What is required >>
Repeat every line of the data verbatim.
☆ ☆ ☆ ☆
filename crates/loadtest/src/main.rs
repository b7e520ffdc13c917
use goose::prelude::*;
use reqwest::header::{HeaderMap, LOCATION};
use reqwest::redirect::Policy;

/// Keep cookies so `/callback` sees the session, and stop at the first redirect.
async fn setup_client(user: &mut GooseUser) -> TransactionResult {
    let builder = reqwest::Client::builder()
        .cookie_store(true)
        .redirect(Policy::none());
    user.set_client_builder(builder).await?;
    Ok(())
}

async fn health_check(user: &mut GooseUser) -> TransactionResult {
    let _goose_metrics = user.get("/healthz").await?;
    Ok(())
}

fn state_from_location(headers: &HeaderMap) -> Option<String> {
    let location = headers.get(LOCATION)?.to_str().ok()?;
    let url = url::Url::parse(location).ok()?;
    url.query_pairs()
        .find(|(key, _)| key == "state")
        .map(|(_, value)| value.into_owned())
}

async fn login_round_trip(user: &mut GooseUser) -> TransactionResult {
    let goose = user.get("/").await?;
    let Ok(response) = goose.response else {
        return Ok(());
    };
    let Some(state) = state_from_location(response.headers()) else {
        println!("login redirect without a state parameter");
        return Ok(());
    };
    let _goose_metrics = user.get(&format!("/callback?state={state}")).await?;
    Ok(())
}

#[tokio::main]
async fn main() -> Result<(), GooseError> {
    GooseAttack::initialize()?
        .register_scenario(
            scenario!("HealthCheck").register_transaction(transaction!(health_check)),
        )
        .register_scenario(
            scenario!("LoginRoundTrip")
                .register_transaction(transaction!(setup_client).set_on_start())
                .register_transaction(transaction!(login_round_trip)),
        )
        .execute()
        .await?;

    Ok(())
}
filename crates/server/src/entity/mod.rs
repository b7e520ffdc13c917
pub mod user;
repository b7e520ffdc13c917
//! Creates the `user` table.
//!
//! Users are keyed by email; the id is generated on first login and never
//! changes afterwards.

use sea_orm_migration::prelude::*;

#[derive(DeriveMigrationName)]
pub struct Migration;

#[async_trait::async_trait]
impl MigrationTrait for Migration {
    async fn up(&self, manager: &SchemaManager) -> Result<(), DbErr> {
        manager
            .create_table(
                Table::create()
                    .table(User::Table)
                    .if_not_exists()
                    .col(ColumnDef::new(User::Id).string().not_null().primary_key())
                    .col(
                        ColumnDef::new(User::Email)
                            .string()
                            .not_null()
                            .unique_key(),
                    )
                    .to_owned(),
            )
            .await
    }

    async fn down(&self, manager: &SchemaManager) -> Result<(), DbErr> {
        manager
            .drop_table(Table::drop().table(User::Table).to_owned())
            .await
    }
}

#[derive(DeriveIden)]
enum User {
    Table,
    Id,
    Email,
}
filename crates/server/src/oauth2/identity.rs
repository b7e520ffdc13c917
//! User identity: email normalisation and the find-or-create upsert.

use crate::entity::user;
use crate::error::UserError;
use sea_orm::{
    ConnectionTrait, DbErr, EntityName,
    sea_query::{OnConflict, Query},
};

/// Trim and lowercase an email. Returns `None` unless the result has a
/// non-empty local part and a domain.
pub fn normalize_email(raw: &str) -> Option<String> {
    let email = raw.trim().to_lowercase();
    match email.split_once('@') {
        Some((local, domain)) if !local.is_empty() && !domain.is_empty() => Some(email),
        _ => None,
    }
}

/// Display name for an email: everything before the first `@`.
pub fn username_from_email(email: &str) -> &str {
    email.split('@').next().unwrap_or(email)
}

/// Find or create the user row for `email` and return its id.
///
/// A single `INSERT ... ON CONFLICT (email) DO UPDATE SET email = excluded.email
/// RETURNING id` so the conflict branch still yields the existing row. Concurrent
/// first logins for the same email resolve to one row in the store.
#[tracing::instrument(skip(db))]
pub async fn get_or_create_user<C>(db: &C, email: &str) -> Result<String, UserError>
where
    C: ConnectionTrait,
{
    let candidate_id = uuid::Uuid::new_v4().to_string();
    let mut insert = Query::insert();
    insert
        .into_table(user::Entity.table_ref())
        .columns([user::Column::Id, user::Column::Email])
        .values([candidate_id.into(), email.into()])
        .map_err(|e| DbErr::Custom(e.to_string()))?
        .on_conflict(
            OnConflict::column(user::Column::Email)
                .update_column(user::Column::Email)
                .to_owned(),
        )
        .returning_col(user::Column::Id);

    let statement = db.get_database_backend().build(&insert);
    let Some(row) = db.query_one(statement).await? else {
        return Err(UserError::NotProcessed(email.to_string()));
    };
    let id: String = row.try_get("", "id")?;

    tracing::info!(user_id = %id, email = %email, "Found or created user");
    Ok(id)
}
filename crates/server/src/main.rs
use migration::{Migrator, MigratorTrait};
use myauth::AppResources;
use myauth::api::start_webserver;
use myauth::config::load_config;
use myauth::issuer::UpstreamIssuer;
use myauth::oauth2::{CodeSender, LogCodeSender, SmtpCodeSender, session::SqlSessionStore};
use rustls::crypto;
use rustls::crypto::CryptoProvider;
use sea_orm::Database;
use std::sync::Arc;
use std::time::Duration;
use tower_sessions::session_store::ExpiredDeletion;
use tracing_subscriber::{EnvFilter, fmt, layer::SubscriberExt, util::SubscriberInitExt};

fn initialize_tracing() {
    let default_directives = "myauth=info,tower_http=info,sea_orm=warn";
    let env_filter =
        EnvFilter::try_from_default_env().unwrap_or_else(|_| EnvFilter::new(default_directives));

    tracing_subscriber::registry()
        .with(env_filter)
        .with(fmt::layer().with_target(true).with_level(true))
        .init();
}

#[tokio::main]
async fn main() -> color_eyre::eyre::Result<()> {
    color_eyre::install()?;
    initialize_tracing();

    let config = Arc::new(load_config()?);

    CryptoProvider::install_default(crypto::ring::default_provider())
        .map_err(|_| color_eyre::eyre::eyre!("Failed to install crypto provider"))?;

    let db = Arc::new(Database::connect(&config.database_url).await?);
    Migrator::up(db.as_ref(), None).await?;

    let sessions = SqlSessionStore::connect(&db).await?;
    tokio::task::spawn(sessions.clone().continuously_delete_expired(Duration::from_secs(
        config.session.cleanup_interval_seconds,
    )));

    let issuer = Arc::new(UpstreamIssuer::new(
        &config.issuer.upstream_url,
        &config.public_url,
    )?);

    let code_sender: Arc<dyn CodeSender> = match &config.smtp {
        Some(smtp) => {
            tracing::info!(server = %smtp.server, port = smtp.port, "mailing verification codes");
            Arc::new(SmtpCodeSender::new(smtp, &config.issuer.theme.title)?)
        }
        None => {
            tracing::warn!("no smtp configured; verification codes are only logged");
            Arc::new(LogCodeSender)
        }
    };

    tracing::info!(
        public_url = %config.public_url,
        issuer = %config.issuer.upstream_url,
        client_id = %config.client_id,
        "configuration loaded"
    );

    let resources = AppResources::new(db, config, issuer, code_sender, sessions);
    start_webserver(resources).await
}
☆ ☆ ☆ ☆
Response area >>
filename crates/loadtest/src/main.rs
repository b7e520ffdc13c917
use goose::prelude::*;
use reqwest::header::{HeaderMap, LOCATION};
use reqwest::redirect::Policy;

/// Keep cookies so `/callback` sees the session, and stop at the first redirect.
async fn setup_client(user: &mut GooseUser) -> TransactionResult {
    let builder = reqwest::Client::builder()
        .cookie_store(true)
        .redirect(Policy::none());
    user.set_client_builder(builder).await?;
    Ok(())
}

async fn health_check(user: &mut GooseUser) -> TransactionResult {
    let _goose_metrics = user.get("/healthz").await?;
    Ok(())
}

fn state_from_location(headers: &HeaderMap) -> Option<String> {
    let location = headers.get(LOCATION)?.to_str().ok()?;
    let url = url::Url::parse(location).ok()?;
    url.query_pairs()
        .find(|(key, _)| key == "state")
        .map(|(_, value)| value.into_owned())
}

async fn login_round_trip(user: &mut GooseUser) -> TransactionResult {
    let goose = user.get("/").await?;
    let Ok(response) = goose.response else {
        return Ok(());
    };
    let Some(state) = state_from_location(response.headers()) else {
        println!("login redirect without a state parameter");
        return Ok(());
    };
    let _goose_metrics = user.get(&format!("/callback?state={state}")).await?;
    Ok(())
}

#[tokio::main]
async fn main() -> Result<(), GooseError> {
    GooseAttack::initialize()?
        .register_scenario(
            scenario!("HealthCheck").register_transaction(transaction!(health_check)),
        )
        .register_scenario(
            scenario!("LoginRoundTrip")
                .register_transaction(transaction!(setup_client).set_on_start())
                .register_transaction(transaction!(login_round_trip)),
        )
        .execute()
        .await?;

    Ok(())
}
filename crates/server/src/entity/mod.rs
repository b7e520ffdc13c917
pub mod user;
repository b7e520ffdc13c917
//! Creates the `user` table.
//!
//! Users are keyed by email; the id is generated on first login and never
//! changes afterwards.

use sea_orm_migration::prelude::*;

#[derive(DeriveMigrationName)]
pub struct Migration;

#[async_trait::async_trait]
impl MigrationTrait for Migration {
    async fn up(&self, manager: &SchemaManager) -> Result<(), DbErr> {
        manager
            .create_table(
                Table::create()
                    .table(User::Table)
                    .if_not_exists()
                    .col(ColumnDef::new(User::Id).string().not_null().primary_key())
                    .col(
                        ColumnDef::new(User::Email)
                            .string()
                            .not_null()
                            .unique_key(),
                    )
                    .to_owned(),
            )
            .await
    }

    async fn down(&self, manager: &SchemaManager) -> Result<(), DbErr> {
        manager
            .drop_table(Table::drop().table(User::Table).to_owned())
            .await
    }
}

#[derive(DeriveIden)]
enum User {
    Table,
    Id,
    Email,
}
filename crates/server/src/oauth2/identity.rs
repository b7e520ffdc13c917
//! User identity: email normalisation and the find-or-create upsert.

use crate::entity::user;
use crate::error::UserError;
use sea_orm::{
    ConnectionTrait, DbErr, EntityName,
    sea_query::{OnConflict, Query},
};

/// Trim and lowercase an email. Returns `None` unless the result has a
/// non-empty local part and a domain.
pub fn normalize_email(raw: &str) -> Option<String> {
    let email = raw.trim().to_lowercase();
    match email.split_once('@') {
        Some((local, domain)) if !local.is_empty() && !domain.is_empty() => Some(email),
        _ => None,
    }
}

/// Display name for an email: everything before the first `@`.
pub fn username_from_email(email: &str) -> &str {
    email.split('@').next().unwrap_or(email)
}

/// Find or create the user row for `email` and return its id.
///
/// A single `INSERT ... ON CONFLICT (email) DO UPDATE SET email = excluded.email
/// RETURNING id` so the conflict branch still yields the existing row. Concurrent
/// first logins for the same email resolve to one row in the store.
#[tracing::instrument(skip(db))]
pub async fn get_or_create_user<C>(db: &C, email: &str) -> Result<String, UserError>
where
    C: ConnectionTrait,
{
    let candidate_id = uuid::Uuid::new_v4().to_string();
    let mut insert = Query::insert();
    insert
        .into_table(user::Entity.table_ref())
        .columns([user::Column::Id, user::Column::Email])
        .values([candidate_id.into(), email.into()])
        .map_err(|e| DbErr::Custom(e.to_string()))?
        .on_conflict(
            OnConflict::column(user::Column::Email)
                .update_column(user::Column::Email)
                .to_owned(),
        )
        .returning_col(user::Column::Id);

    let statement = db.get_database_backend().build(&insert);
    let Some(row) = db.query_one(statement).await? else {
        return Err(UserError::NotProcessed(email.to_string()));
    };
    let id: String = row.try_get("", "id")?;

    tracing::info!(user_id = %id, email = %email, "Found or created user");
    Ok(id)
}
filename crates/server/src/main.rs
use migration::{Migrator, MigratorTrait};
use myauth::AppResources;
use myauth::api::start_webserver;
use myauth::config::load_config;
use myauth::issuer::UpstreamIssuer;
use myauth::oauth2::{CodeSender, LogCodeSender, SmtpCodeSender, session::SqlSessionStore};
use rustls::crypto;
use rustls::crypto::CryptoProvider;
use sea_orm::Database;
use std::sync::Arc;
use std::time::Duration;
use tower_sessions::session_store::ExpiredDeletion;
use tracing_subscriber::{EnvFilter, fmt, layer::SubscriberExt, util::SubscriberInitExt};

fn initialize_tracing() {
    let default_directives = "myauth=info,tower_http=info,sea_orm=warn";
    let env_filter =
        EnvFilter::try_from_default_env().unwrap_or_else(|_| EnvFilter::new(default_directives));

    tracing_subscriber::registry()
        .with(env_filter)
        .with(fmt::layer().with_target(true).with_level(true))
        .init();
}

#[tokio::main]
async fn main() -> color_eyre::eyre::Result<()> {
    color_eyre::install()?;
    initialize_tracing();

    let config = Arc::new(load_config()?);

    CryptoProvider::install_default(crypto::ring::default_provider())
        .map_err(|_| color_eyre::eyre::eyre!("Failed to install crypto provider"))?;

    let db = Arc::new(Database::connect(&config.database_url).await?);
    Migrator::up(db.as_ref(), None).await?;

    let sessions = SqlSessionStore::connect(&db).await?;
    tokio::task::spawn(sessions.clone().continuously_delete_expired(Duration::from_secs(
        config.session.cleanup_interval_seconds,
    )));

    let issuer = Arc::new(UpstreamIssuer::new(
        &config.issuer.upstream_url,
        &config.public_url,
    )?);

    let code_sender: Arc<dyn CodeSender> = match &config.smtp {
        Some(smtp) => {
            tracing::info!(server = %smtp.server, port = smtp.port, "mailing verification codes");
            Arc::new(SmtpCodeSender::new(smtp, &config.issuer.theme.title)?)
        }
        None => {
            tracing::warn!("no smtp configured; verification codes are only logged");
            Arc::new(LogCodeSender)
        }
    };

    tracing::info!(
        public_url = %config.public_url,
        issuer = %config.issuer.upstream_url,
        client_id = %config.client_id,
        "configuration loaded"
    );

    let resources = AppResources::new(db, config, issuer, code_sender, sessions);
    start_webserver(resources).await
}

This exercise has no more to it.